Em meu favor, lembro que ter 15 anos de idade em 1964 não é a mesma coisa que ter 15 anos hoje. A televisão, no Recife, engatinhava. Só os mais velhos liam jornais. Eu gostava de ouvir os noticiários de rádio, principalmente o Repórter Esso, “testemunha ocular da História”, mas nem sempre ouvia.
Ouvi quando o Papa João XXIII, um ano antes, agonizava. E Zezinha, uma das minhas tias, apesar de muito religiosa, parecia não ligar. Em 1959, eu a vira de terço na mão, aos prantos, porque o Papa Pio XII morrera. Eu quis saber por que com João XXIII estava sendo diferente. Ela disse:
– O Papa não vai morrer.
– Como não vai se ele está doente e velhinho? – perguntei.
– Porque Deus vai atender ao meu pedido.
– Que pedido?
– Para que deixe o Papa viver, e, em troca, me leve, leve Maria Laurinda e você.
Tia Zezinha tinha mais de 70 anos; Maria Laurinda, sobrinha dela, mais de 50 e vivia em uma cadeira de rodas; eu, 14. Desconfiado, tratei de me certificar:
– Levar para onde?
– Para o céu – ela disse. “O céu é muito bom, você vai gostar”.
Ao pé do rádio, nunca torci tanto pela morte de um Papa. Até que o Repórter Esso, com muito pesar e em edição extraordinária, anunciou a morte de João XXIII no dia 3 de junho de 1963.
O dia 1º de abril de 1964 caiu numa terça-feira de muito sol. Aluno do curso ginasial do Colégio Salesiano, assim que cheguei lá pela manhã, celebrei a notícia de que as aulas haviam sido suspensas. O padre prefeito não nos disse por que, apenas nos mandou para casa.
Fardados e alegres, eu e mais três colegas decidimos bater perna no centro da cidade. Foi quando vimos, sem entender o significado da cena, uma tropa do Exército, munida de tanques, começando a cercar o Palácio do Campo das Princesas, sede do governo de Pernambuco.

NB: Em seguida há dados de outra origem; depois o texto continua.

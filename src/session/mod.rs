//! Warp - Session Layer
//!
//! Everything that happens on one accepted connection:
//!
//! - [`Session`]: the orchestrator; accepts the session, runs the tasks
//!   below under one supervisor, closes the transport exactly once
//! - Control reader: applies `throttle` messages from inbound
//!   unidirectional streams to a [`ConditionHandle`]
//! - Track writers: send each track's init blob on a top-priority stream
//!   and every segment on its own stream, prioritized by timestamp
//! - [`TaskGroup`]: cancels everything on the first fatal error and keeps
//!   stream-local failures local
//!
//! # Example
//!
//! ```no_run
//! use std::sync::Arc;
//! use tokio_util::sync::CancellationToken;
//! use warp_server::media::{MediaInit, MemoryTrack};
//! use warp_server::session::{NetworkSettings, Session};
//! use warp_server::transport::memory;
//!
//! # async fn example() -> Result<(), Box<dyn std::error::Error>> {
//! let (transport, _client) = memory::pair();
//! let audio = MemoryTrack::new(MediaInit::new(&b"audio"[..]), []);
//! let video = MemoryTrack::new(MediaInit::new(&b"video"[..]), []);
//!
//! let session = Session::new(Arc::new(transport), audio, video, NetworkSettings::default());
//! session.run(CancellationToken::new()).await?;
//! # Ok(())
//! # }
//! ```

mod condition;
mod config;
mod control;
mod error;
mod orchestrator;
mod priority;
mod stats;
mod supervisor;
mod writer;

pub use condition::{ConditionHandle, NetworkCondition, NetworkSettings};
pub use config::{FramingPolicy, SessionConfig, SessionConfigBuilder};
pub use error::{SessionError, SessionResult};
pub use orchestrator::Session;
pub use priority::{StreamPriority, timestamp_millis};
pub use stats::{SessionHandle, SessionStats};
pub use supervisor::{TaskGroup, TaskSpawner};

Só no dia seguinte soube que o governador Miguel Arraes fora preso. O presidente João Goulart, para não ser preso, voara do Rio para Brasília e, de lá, para Porto Alegre. Ainda estava no Brasil quando o Congresso, já de cócoras, decretou a vacância do seu cargo.
A suspensão das aulas no Salesiano me fez simpatizar com o que as emissoras de rádio chamavam de “revolução”, ou “revolução democrática”, deflagrada para salvar o Brasil do comunismo, algo abominado pelos militares, os empresários, a Igreja Católica e a imprensa.
Mas logo comecei a me opor a tudo aquilo. Eu tinha uma namorada, Ana Margarida, que morava nas proximidades do Forte das Cinco Pontas, hoje um museu, naquela época um quartel. E por uma semana não pude vê-la. Os soldados, armados, não deixaram.
Dali a quatro anos, acusado de subversão, fui preso pela primeira vez. As paredes gritavam no Rio: “Abaixo a ditadura”; e os muros em Paris: “É proibido proibir”. Mas essa é outra história, a de um ano que nunca acabou – 1968. Está na memória dos que o viveram.